### DESCRIPTION OF THE TASK
Work out how many lines of the data below hold the string "behind". Answer with that number alone.

### SUPPLIED RECORDS
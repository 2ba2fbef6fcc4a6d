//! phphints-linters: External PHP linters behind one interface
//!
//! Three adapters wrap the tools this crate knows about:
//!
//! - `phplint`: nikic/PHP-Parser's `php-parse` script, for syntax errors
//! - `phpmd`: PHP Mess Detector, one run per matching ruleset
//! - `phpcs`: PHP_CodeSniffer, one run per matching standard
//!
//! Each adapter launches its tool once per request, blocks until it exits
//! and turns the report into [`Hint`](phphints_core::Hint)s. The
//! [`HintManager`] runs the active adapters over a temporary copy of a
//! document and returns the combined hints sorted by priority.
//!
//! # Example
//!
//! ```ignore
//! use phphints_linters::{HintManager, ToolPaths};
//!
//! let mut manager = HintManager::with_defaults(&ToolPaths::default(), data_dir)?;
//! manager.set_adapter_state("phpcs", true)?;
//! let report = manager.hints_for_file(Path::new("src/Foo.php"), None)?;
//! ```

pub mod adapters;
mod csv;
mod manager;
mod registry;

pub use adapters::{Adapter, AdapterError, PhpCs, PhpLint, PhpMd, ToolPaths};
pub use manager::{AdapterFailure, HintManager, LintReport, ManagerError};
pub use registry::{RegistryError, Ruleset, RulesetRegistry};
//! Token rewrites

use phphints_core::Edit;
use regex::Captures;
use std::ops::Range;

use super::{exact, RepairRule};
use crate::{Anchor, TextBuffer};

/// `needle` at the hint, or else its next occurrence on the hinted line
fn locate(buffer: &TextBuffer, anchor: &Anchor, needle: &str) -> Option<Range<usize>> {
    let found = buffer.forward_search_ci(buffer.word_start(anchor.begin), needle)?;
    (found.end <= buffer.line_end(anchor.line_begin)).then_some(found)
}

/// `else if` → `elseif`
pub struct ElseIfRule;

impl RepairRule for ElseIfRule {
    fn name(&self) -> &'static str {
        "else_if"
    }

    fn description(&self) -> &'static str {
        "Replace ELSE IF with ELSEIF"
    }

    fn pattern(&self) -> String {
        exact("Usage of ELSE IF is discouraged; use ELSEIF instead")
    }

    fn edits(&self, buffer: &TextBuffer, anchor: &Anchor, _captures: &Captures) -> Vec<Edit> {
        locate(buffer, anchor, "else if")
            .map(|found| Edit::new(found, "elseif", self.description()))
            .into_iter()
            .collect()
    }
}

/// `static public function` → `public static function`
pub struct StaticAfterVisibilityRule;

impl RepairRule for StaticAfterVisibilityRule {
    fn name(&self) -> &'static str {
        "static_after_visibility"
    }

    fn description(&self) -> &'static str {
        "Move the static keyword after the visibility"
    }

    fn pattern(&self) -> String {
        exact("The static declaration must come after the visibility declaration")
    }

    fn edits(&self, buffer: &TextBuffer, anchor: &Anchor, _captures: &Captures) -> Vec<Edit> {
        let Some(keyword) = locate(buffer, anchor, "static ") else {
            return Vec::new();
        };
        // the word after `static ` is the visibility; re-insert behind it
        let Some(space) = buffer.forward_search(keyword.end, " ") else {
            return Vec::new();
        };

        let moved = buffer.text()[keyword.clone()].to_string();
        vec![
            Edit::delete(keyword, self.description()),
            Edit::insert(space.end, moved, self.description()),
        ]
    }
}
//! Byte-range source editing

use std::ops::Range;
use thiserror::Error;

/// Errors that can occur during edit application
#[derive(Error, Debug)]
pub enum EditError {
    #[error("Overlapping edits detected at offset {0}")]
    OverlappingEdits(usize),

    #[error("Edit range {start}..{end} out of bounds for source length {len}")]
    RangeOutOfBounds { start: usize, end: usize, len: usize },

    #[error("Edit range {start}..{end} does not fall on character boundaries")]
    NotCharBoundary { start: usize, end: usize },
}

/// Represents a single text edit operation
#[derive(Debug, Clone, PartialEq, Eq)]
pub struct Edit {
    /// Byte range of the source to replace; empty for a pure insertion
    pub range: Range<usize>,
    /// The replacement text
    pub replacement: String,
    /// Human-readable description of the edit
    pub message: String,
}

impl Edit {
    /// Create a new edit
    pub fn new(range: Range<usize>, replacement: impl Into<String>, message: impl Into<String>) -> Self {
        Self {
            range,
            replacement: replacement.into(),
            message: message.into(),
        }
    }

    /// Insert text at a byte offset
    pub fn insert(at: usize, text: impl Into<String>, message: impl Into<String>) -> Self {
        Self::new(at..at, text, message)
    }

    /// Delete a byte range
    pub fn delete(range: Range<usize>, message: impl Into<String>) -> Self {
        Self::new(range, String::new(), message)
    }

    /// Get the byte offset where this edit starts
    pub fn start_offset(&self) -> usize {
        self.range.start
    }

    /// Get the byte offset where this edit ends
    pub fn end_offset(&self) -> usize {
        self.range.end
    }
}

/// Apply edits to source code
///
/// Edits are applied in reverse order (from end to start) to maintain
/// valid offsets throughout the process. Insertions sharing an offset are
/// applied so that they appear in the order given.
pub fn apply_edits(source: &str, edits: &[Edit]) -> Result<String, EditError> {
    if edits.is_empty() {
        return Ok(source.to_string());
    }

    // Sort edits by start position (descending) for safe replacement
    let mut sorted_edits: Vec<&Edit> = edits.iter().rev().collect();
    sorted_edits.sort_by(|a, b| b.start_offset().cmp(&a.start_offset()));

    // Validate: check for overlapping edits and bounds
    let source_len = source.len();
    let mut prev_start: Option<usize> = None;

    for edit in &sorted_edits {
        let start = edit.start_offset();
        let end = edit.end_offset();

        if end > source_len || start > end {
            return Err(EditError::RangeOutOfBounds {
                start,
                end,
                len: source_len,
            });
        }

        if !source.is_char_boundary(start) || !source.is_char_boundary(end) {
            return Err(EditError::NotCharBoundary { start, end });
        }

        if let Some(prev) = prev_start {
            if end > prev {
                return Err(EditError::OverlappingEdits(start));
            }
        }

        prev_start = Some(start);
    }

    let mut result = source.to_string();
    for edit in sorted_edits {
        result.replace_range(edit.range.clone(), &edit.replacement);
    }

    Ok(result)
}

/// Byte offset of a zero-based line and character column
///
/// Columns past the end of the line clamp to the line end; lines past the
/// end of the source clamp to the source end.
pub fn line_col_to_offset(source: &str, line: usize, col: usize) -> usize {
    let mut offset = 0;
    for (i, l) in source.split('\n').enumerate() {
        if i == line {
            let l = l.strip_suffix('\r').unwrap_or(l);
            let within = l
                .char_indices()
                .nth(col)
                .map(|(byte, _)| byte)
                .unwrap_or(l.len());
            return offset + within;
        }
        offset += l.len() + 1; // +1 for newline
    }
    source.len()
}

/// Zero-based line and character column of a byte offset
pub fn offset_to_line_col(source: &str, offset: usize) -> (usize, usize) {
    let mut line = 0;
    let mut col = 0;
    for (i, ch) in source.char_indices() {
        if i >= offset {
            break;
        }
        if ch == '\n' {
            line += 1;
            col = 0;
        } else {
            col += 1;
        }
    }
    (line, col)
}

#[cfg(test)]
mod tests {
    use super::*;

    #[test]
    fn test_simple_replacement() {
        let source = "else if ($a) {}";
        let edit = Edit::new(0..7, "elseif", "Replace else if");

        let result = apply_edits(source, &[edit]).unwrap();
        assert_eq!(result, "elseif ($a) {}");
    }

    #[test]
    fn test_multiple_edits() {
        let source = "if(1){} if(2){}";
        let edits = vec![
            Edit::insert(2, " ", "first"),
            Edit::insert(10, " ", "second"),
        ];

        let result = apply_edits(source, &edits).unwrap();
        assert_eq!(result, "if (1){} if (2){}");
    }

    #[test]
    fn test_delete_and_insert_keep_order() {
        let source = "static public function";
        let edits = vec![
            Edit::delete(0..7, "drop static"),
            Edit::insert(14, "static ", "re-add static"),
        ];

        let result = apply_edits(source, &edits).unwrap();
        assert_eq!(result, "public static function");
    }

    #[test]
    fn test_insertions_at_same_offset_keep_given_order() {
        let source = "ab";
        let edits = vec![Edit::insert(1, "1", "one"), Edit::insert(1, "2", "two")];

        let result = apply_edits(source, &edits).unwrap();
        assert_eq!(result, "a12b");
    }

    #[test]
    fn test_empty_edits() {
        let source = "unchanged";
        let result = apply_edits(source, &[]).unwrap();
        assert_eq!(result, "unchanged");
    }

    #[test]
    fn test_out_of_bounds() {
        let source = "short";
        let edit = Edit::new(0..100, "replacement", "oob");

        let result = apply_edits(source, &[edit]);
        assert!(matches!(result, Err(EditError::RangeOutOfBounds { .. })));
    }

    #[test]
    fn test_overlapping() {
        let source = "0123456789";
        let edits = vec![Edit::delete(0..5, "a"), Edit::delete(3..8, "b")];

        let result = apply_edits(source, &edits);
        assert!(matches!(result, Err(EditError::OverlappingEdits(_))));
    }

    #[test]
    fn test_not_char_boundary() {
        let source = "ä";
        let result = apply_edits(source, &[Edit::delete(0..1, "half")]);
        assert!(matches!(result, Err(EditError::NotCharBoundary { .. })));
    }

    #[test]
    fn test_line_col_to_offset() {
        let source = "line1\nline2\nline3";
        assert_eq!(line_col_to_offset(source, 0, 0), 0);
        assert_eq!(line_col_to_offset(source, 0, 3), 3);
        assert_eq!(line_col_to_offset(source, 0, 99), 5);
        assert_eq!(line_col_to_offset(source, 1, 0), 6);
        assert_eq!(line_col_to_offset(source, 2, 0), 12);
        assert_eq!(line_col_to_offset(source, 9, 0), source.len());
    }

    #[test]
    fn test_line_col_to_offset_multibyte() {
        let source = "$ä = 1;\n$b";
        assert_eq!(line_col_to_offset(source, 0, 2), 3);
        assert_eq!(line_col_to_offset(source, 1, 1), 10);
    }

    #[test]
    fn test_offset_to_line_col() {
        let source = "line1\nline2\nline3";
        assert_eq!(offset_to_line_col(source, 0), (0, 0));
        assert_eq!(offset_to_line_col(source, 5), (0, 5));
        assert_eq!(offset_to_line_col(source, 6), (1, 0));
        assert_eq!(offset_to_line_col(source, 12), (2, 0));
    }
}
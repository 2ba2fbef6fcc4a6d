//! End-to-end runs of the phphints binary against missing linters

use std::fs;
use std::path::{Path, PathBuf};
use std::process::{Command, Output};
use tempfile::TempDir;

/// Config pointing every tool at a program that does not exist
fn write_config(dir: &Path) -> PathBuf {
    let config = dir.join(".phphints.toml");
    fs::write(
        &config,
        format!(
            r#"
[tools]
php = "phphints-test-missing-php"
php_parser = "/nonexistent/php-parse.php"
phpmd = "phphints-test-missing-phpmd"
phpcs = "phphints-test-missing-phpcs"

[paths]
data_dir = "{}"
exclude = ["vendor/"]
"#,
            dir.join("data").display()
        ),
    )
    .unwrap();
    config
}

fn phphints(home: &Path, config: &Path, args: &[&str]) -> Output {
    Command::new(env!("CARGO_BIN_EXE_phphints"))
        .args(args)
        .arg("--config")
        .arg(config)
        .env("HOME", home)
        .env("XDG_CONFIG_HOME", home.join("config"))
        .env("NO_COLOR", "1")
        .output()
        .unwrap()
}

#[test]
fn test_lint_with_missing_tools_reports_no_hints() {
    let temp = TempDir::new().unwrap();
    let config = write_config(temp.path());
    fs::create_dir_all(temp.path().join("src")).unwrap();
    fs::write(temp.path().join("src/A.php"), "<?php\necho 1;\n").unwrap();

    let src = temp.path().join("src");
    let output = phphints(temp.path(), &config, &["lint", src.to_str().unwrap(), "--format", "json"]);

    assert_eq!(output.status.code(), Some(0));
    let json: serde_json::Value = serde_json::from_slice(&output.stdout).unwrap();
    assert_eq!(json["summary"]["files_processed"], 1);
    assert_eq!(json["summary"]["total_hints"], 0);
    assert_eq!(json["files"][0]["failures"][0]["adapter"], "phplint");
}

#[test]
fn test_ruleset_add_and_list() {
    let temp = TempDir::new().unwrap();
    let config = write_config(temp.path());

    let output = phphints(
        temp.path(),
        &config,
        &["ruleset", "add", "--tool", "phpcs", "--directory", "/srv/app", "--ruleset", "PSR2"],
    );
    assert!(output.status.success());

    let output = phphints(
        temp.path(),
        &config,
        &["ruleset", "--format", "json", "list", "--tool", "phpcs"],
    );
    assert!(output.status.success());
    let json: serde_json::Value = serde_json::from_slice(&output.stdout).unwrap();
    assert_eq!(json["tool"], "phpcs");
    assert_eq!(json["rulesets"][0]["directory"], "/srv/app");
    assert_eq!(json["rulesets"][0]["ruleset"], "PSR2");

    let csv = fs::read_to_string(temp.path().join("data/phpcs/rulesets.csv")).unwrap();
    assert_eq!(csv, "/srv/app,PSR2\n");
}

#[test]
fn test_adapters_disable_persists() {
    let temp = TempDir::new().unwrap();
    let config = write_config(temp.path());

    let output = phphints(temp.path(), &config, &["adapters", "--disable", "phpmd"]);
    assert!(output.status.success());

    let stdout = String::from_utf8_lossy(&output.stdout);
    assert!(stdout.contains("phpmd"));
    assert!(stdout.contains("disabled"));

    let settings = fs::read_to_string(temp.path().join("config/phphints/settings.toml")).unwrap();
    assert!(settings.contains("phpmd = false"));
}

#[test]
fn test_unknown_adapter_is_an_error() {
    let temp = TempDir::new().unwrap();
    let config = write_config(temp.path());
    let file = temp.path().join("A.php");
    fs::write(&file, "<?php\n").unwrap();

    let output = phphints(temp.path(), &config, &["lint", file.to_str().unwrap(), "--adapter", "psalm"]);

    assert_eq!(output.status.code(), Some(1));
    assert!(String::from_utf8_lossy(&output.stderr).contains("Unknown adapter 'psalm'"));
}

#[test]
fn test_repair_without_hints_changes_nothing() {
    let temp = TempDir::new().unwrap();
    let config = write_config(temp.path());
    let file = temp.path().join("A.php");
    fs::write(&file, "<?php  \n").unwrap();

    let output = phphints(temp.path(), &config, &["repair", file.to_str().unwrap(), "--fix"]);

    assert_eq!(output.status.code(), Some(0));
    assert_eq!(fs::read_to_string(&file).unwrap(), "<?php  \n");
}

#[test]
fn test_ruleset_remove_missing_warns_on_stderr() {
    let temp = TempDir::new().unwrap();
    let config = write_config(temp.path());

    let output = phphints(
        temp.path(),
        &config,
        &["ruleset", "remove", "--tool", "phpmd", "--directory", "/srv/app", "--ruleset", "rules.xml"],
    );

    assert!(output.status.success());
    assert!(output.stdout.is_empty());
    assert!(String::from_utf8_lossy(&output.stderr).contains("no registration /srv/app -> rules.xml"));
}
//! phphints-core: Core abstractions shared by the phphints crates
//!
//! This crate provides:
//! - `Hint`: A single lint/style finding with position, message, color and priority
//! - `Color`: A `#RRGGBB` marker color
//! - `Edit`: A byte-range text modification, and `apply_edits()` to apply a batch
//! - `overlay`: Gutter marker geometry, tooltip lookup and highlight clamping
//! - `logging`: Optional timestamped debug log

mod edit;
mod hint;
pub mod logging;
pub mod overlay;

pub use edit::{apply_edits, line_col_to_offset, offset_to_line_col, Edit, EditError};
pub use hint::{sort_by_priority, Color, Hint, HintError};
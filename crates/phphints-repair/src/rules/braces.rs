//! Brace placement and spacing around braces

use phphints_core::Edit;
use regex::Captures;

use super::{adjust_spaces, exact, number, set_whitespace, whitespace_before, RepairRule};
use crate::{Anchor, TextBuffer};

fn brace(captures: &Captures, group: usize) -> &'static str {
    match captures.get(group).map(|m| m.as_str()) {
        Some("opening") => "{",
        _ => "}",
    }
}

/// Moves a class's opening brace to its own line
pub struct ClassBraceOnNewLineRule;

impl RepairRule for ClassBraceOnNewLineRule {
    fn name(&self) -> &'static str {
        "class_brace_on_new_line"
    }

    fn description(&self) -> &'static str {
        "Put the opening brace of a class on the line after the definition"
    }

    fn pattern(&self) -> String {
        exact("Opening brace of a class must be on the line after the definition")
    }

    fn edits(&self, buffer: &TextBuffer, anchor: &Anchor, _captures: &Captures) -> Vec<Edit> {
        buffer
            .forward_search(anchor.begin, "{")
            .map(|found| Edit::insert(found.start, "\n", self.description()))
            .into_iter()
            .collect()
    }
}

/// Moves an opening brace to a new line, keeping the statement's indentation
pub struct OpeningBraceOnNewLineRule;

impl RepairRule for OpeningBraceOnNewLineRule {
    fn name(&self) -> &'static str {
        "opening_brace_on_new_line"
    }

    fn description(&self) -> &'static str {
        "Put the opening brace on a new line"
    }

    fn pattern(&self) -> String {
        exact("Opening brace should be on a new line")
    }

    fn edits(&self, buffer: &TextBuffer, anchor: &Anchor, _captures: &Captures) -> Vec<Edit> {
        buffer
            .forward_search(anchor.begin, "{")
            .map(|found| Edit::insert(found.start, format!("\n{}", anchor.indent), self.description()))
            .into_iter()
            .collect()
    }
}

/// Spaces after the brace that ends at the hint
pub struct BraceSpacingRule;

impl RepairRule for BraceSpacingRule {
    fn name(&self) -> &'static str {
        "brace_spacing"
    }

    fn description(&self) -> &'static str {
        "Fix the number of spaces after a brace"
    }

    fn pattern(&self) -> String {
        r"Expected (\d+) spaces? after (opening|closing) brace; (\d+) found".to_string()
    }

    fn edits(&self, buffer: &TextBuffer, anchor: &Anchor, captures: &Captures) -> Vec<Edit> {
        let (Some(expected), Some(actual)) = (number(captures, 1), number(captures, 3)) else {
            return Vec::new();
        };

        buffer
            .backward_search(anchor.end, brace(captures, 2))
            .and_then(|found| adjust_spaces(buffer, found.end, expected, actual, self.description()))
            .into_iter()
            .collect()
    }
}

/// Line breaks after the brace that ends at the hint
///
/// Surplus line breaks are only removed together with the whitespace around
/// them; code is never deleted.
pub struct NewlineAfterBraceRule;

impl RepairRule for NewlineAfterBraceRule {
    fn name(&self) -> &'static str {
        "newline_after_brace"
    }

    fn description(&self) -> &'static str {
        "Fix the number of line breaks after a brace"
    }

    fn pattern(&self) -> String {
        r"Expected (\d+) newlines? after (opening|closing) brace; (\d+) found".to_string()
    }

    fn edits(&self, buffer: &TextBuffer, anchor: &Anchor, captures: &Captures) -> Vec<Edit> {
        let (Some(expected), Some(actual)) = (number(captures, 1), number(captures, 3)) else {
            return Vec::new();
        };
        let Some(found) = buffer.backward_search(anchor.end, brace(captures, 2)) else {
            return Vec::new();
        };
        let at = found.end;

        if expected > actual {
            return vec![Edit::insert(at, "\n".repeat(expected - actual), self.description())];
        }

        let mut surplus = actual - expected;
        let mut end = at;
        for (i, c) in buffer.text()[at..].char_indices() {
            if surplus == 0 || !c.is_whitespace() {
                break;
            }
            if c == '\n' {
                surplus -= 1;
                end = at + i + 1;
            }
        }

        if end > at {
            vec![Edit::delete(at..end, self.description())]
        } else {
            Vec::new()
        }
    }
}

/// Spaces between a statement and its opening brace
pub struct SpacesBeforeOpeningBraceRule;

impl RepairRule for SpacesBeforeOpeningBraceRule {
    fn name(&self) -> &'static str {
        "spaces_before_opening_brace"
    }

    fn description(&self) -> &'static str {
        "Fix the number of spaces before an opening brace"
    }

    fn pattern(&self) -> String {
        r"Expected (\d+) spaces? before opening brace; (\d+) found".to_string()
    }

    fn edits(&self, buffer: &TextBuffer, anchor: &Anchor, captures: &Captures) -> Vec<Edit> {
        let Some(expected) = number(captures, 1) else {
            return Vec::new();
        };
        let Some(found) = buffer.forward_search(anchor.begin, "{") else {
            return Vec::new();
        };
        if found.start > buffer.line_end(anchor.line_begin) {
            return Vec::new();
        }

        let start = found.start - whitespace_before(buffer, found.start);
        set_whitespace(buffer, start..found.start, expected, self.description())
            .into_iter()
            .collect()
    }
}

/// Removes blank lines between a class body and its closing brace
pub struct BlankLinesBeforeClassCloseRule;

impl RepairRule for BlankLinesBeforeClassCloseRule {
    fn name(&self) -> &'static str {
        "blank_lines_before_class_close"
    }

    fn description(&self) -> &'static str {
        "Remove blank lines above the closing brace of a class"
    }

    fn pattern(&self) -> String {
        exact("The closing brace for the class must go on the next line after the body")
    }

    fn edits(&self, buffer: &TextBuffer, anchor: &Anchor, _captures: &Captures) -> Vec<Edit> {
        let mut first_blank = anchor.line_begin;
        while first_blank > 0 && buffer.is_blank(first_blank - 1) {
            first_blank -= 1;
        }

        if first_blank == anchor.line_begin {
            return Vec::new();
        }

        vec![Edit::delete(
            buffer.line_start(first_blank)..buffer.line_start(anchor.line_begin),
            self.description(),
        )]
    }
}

### REPLY TO THE TASK
2